Это была целая и связная система взглядов, контуры которой Чичерин обрисовал еще в июле 1918 года, [- 67 -] в докладе на V съезде Советов. «Мы готовы давать то, что можем давать без ущерба для наших жизненных интересов, и что не противоречит положению нашей страны как нейтральной, — заявлял тогда Чичерин. — Но наш интерес, интерес истощенной страны, требует, чтобы за товар, представляющий теперь в Европе ценность и редкость, получить товар, необходимый нам для возрождения производительных сил страны...
Мы готовы допустить японских граждан, стремящихся к мирному использованию естественных богатств в Сибири, к широкому участию в нашей промышленности и торговле... Русский народ хотел бы протянуть японскому народу свою руку и установить свои взаимоотношения на здоровых и прочных началах...
Социалистическая Россия... заявила порабощенным восточным народам, что она сама... готова... приложить все свои усилия, чтобы совместно с народами Востока добиться отмены этой вопиющей несправедливости и дать возможность народам Востока восстановить утерянную ими свободу».
Таковой программы Чичерин придерживался в дальнейшем, точно соблюдая соотношение всех ее основных частей — «германской», «японской» и «национально-освободительной».
Готовность к сближению с Германией — в ущерб Англии — находила понимание у Сталина. Но он не был в особом восторге от чичеринского плана поддержки национальных революций в Азии. Подобный курс не подходил Сталину, который желал (насколько можно) избегать конфронтации с ведущими мировыми игроками. Да и к самому революционному процессу Сталин, как убежденный государственник, относился подозрительно и даже враждебно.
Несмотря на это, а также на трения с Чичериным, Сталин все-таки был против смещения его с поста наркома НКИД. С 1928 года Чичерин постоянно жил в Германии и неоднократно просил отпустить его на [- 68 -] покой (здоровье у него было неважное). Но Сталин не хотел отдавать НКИД полностью в руки М. М. Литвинова, ориентирующегося на Англию, Францию и США.

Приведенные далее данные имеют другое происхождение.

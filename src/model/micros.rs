//! Fixed-point micros arithmetic.
//!
//! Prices, spreads and bps are ordinary `i64`. Shares and notional are
//! arbitrary-precision (`Amount`) since accumulated leader trades over a long
//! window can in principle exceed 64 bits of micros.

use num_bigint::BigInt;
use num_traits::{ToPrimitive, Zero};
use serde::{de, Deserialize, Deserializer, Serialize, Serializer};
use std::cmp::Ordering;
use std::fmt;
use std::ops::{Add, Neg, Sub};

/// One micro = 1e-6 of a dollar, a share, or a unit price in [0, 1].
pub const MICRO: i64 = 1_000_000;

/// Price of one share of an outcome token, in micros. `[0, 1_000_000]` in a
/// well-formed book, but callers should not assume that range holds for
/// config-derived bounds.
pub type PriceMicros = i64;

/// Basis points, 1/10_000.
pub type Bps = i64;

/// Arbitrary-precision quantity of shares or notional dollars, in micros.
#[derive(Debug, Clone, PartialEq, Eq, Hash)]
pub struct Amount(BigInt);

impl Amount {
    pub fn zero() -> Self {
        Amount(BigInt::zero())
    }

    pub fn from_i64(v: i64) -> Self {
        Amount(BigInt::from(v))
    }

    pub fn from_micros_str(s: &str) -> Option<Self> {
        s.parse::<BigInt>().ok().map(Amount)
    }

    pub fn is_zero(&self) -> bool {
        self.0 == BigInt::zero()
    }

    pub fn is_positive(&self) -> bool {
        self.0 > BigInt::zero()
    }

    pub fn is_negative(&self) -> bool {
        self.0 < BigInt::zero()
    }

    pub fn abs(&self) -> Self {
        Amount(if self.0 < BigInt::zero() {
            -&self.0
        } else {
            self.0.clone()
        })
    }

    pub fn min(&self, other: &Self) -> Self {
        if self.0 <= other.0 {
            self.clone()
        } else {
            other.clone()
        }
    }

    pub fn max(&self, other: &Self) -> Self {
        if self.0 >= other.0 {
            self.clone()
        } else {
            other.clone()
        }
    }

    /// Truncating conversion to i64, saturating at the bounds. Used only at
    /// API/persistence edges where a field is documented as fitting in i64.
    pub fn to_i64_saturating(&self) -> i64 {
        self.0
            .to_i64()
            .unwrap_or(if self.0.is_negative() { i64::MIN } else { i64::MAX })
    }

    pub fn as_bigint(&self) -> &BigInt {
        &self.0
    }

    /// `self * numerator / denominator`, truncating toward zero like the
    /// integer division used throughout the spec's micros arithmetic.
    pub fn mul_div(&self, numerator: i64, denominator: i64) -> Self {
        assert!(denominator != 0, "mul_div by zero denominator");
        Amount((&self.0 * BigInt::from(numerator)) / BigInt::from(denominator))
    }
}

impl Default for Amount {
    fn default() -> Self {
        Amount::zero()
    }
}

impl From<i64> for Amount {
    fn from(v: i64) -> Self {
        Amount::from_i64(v)
    }
}

impl Add for &Amount {
    type Output = Amount;
    fn add(self, rhs: &Amount) -> Amount {
        Amount(&self.0 + &rhs.0)
    }
}

impl Sub for &Amount {
    type Output = Amount;
    fn sub(self, rhs: &Amount) -> Amount {
        Amount(&self.0 - &rhs.0)
    }
}

impl Neg for &Amount {
    type Output = Amount;
    fn neg(self) -> Amount {
        Amount(-&self.0)
    }
}

impl PartialOrd for Amount {
    fn partial_cmp(&self, other: &Self) -> Option<Ordering> {
        Some(self.0.cmp(&other.0))
    }
}

impl Ord for Amount {
    fn cmp(&self, other: &Self) -> Ordering {
        self.0.cmp(&other.0)
    }
}

impl fmt::Display for Amount {
    fn fmt(&self, f: &mut fmt::Formatter<'_>) -> fmt::Result {
        write!(f, "{}", self.0)
    }
}

impl Serialize for Amount {
    fn serialize<S: Serializer>(&self, serializer: S) -> Result<S::Ok, S::Error> {
        serializer.serialize_str(&self.0.to_string())
    }
}

impl<'de> Deserialize<'de> for Amount {
    fn deserialize<D: Deserializer<'de>>(deserializer: D) -> Result<Self, D::Error> {
        let s = String::deserialize(deserializer)?;
        s.parse::<BigInt>()
            .map(Amount)
            .map_err(|_| de::Error::custom(format!("invalid micros amount: {s}")))
    }
}

/// `notional = shares * price / 1_000_000`.
pub fn notional_from_shares(shares: &Amount, price: PriceMicros) -> Amount {
    shares.mul_div(price, MICRO)
}

/// `shares = notional * 1_000_000 / price`. `price` is floored at 1 micro to
/// avoid division by zero; callers are expected to have already rejected
/// non-positive prices upstream.
pub fn shares_from_notional(notional: &Amount, price: PriceMicros) -> Amount {
    notional.mul_div(MICRO, price.max(1))
}

/// `vwap = notional * 1_000_000 / shares`, rounded to the nearest micro. `0`
/// when there are no shares.
pub fn vwap_price(notional: &Amount, shares: &Amount) -> PriceMicros {
    if shares.is_zero() {
        return 0;
    }
    round_div_bigint(&(notional.as_bigint() * BigInt::from(MICRO)), shares.as_bigint())
}

/// `amount * bps / 10_000`.
pub fn bps_of_amount(amount: &Amount, bps: Bps) -> Amount {
    amount.mul_div(bps, 10_000)
}

/// `value * bps / 10_000`, for plain i64 values (equity, exposure caps).
pub fn bps_of_i64(value: i64, bps: Bps) -> i64 {
    // i128 intermediate: equity/exposure in micros times a few-thousand bps
    // fits comfortably and avoids silent truncation on overflow-prone inputs.
    ((value as i128) * (bps as i128) / 10_000) as i64
}

/// Ratio in bps: `round(numerator * 10_000 / denominator)`, `0` if denominator is zero.
pub fn ratio_bps(numerator: &Amount, denominator: &Amount) -> i64 {
    if denominator.is_zero() {
        return 0;
    }
    round_div_bigint(&(numerator.as_bigint() * BigInt::from(10_000)), denominator.as_bigint())
}

fn round_div_bigint(numerator: &BigInt, denominator: &BigInt) -> i64 {
    if denominator.is_zero() {
        return 0;
    }
    let q = numerator / denominator;
    let r = numerator - &q * denominator;
    // Round-half-away-from-zero on the remainder.
    let rounded = if (&r * BigInt::from(2)).abs() >= denominator.abs() {
        if (numerator.is_negative()) != (denominator.is_negative()) {
            q - 1
        } else {
            q + 1
        }
    } else {
        q
    };
    rounded.to_i64().unwrap_or(0)
}

#[cfg(test)]
mod tests {
    use super::*;

    #[test]
    fn vwap_identity_matches_spec_example() {
        let notional = Amount::from_i64(5_000_000);
        let shares = Amount::from_i64(10_000_000);
        assert_eq!(vwap_price(&notional, &shares), 500_000);
    }

    #[test]
    fn mul_div_truncates_toward_zero() {
        let a = Amount::from_i64(7);
        assert_eq!(a.mul_div(1, 2).to_i64_saturating(), 3);
    }

    #[test]
    fn bps_of_i64_matches_manual_fraction() {
        assert_eq!(bps_of_i64(10_000_000, 7_000), 7_000_000);
    }

    #[test]
    fn ratio_bps_rounds_to_nearest() {
        let filled = Amount::from_i64(98_039);
        let target = Amount::from_i64(100_000);
        // 98039 * 10000 / 100000 = 9803.9 -> rounds to 9804
        assert_eq!(ratio_bps(&filled, &target), 9804);
    }
}
//! HTTP surface (SPEC_FULL.md §6.5).

pub mod routes;
pub mod state;

pub use routes::router;
pub use state::AppState;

Литвинов являл собой пример советского западника. В партии его положение было несколько двусмысленным. Так, сразу же после раскола РСДРП Литвинов примкнул к большевикам, однако испытывал при этом симпатии к меньшевизму (а меньшевики всегда испытывали слабость к западной демократии). Возможно, именно поэтому Ленин держал его, подпольщика со стажем, на весьма скромной должности представителя в лондонском Международном социалистическом бюро. Очевидно, именно там Литвинов окончательно проникся западным духом (он даже и женился на англичанке). И уже после Октябрьской революции Литвинов был назначен полпредом именно в Англию.